__Work required__.
Retype exactly the lines that run from the start of the data to the line holding "assert_eq!(tree.roots().len(), 1);", including both, and only those.

(Dataset entries)
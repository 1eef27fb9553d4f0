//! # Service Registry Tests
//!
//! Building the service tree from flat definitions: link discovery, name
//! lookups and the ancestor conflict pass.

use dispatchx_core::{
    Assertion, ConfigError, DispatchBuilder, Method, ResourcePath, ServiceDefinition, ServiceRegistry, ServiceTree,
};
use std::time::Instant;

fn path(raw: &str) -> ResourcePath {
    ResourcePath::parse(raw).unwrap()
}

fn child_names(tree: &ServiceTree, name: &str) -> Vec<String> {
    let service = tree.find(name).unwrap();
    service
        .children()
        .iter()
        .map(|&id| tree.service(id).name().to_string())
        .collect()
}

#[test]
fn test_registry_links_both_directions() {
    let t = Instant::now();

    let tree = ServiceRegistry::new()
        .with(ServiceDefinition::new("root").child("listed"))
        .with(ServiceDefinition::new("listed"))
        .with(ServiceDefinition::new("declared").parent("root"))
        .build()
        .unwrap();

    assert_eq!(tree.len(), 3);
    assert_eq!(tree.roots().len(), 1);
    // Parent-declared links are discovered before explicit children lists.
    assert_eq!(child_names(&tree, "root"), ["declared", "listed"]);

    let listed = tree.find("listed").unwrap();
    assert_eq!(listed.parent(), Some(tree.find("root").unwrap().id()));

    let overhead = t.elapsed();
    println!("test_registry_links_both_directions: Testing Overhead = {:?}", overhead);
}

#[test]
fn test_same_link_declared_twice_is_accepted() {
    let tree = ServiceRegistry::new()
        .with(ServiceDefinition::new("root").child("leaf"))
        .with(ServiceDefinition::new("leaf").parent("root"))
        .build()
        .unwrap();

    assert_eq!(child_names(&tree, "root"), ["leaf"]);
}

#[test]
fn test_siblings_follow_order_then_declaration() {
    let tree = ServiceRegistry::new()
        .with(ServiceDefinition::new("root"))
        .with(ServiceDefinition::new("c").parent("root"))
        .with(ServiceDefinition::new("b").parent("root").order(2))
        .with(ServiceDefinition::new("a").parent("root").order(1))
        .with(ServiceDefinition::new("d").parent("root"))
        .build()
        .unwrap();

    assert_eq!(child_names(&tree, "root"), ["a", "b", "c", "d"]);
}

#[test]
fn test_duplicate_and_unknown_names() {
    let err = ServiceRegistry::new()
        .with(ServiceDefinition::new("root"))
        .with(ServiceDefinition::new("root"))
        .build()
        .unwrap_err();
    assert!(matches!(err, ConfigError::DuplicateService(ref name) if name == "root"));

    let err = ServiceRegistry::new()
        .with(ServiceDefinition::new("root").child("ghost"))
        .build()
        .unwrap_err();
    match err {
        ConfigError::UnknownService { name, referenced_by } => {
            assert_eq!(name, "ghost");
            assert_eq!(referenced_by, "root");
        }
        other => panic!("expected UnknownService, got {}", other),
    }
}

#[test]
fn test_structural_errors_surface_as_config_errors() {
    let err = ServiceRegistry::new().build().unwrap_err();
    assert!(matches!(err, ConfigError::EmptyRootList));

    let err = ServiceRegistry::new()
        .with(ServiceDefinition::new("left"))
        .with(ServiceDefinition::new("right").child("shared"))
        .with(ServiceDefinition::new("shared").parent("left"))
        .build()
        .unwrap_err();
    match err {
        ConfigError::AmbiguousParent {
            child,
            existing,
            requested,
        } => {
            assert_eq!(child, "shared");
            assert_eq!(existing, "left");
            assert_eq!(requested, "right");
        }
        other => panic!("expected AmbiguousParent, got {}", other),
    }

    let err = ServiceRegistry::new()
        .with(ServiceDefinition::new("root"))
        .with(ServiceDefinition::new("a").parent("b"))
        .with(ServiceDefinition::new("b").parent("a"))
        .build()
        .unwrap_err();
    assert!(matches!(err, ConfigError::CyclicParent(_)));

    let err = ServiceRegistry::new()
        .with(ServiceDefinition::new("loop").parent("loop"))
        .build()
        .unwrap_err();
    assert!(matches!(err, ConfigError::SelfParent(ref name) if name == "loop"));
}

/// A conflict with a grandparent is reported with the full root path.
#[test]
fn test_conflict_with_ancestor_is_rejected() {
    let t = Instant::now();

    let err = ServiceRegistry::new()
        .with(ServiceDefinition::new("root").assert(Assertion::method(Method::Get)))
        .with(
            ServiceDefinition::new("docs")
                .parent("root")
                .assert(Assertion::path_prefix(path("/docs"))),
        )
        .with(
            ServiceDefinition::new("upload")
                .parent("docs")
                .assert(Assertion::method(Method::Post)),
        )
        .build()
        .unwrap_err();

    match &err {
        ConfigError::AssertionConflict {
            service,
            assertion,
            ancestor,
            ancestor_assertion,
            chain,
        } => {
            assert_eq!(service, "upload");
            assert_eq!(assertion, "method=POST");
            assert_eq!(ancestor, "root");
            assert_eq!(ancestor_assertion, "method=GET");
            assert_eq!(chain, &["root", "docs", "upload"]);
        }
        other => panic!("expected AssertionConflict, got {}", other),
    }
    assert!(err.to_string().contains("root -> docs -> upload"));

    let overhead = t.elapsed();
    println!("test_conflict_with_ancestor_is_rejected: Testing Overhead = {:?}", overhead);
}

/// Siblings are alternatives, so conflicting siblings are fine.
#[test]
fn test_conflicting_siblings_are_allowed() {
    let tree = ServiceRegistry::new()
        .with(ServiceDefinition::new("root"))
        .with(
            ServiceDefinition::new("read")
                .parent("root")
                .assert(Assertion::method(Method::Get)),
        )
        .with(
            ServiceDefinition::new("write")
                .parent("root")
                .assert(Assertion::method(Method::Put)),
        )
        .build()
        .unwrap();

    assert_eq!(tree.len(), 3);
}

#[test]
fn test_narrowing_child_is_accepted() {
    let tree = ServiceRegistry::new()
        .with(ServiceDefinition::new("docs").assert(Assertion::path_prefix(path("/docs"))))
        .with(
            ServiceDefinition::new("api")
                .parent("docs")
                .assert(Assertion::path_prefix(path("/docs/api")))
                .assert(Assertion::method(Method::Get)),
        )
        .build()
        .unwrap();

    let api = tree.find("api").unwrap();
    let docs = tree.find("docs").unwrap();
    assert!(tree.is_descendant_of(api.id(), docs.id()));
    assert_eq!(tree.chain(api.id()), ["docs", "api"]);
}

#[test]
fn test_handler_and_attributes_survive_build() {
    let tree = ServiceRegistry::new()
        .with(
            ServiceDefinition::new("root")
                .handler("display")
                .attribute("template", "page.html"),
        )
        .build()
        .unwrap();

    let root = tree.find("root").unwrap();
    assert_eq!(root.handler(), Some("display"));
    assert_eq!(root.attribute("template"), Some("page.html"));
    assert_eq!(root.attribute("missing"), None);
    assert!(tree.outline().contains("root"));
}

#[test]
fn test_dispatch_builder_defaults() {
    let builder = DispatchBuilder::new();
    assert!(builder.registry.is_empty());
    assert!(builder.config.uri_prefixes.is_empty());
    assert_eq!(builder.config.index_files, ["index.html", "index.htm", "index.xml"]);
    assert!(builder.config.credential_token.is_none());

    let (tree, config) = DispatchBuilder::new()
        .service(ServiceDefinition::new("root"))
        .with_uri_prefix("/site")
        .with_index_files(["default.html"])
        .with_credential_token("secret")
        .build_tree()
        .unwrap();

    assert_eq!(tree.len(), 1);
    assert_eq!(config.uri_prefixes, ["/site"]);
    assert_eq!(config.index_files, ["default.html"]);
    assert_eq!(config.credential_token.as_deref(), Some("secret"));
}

__Completed task__.
repository 1eef27fb9553d4f0
//! # Service Registry Tests
//!
//! Building the service tree from flat definitions: link discovery, name
//! lookups and the ancestor conflict pass.

use dispatchx_core::{
    Assertion, ConfigError, DispatchBuilder, Method, ResourcePath, ServiceDefinition, ServiceRegistry, ServiceTree,
};
use std::time::Instant;

fn path(raw: &str) -> ResourcePath {
    ResourcePath::parse(raw).unwrap()
}

fn child_names(tree: &ServiceTree, name: &str) -> Vec<String> {
    let service = tree.find(name).unwrap();
    service
        .children()
        .iter()
        .map(|&id| tree.service(id).name().to_string())
        .collect()
}

#[test]
fn test_registry_links_both_directions() {
    let t = Instant::now();

    let tree = ServiceRegistry::new()
        .with(ServiceDefinition::new("root").child("listed"))
        .with(ServiceDefinition::new("listed"))
        .with(ServiceDefinition::new("declared").parent("root"))
        .build()
        .unwrap();

    assert_eq!(tree.len(), 3);
    assert_eq!(tree.roots().len(), 1);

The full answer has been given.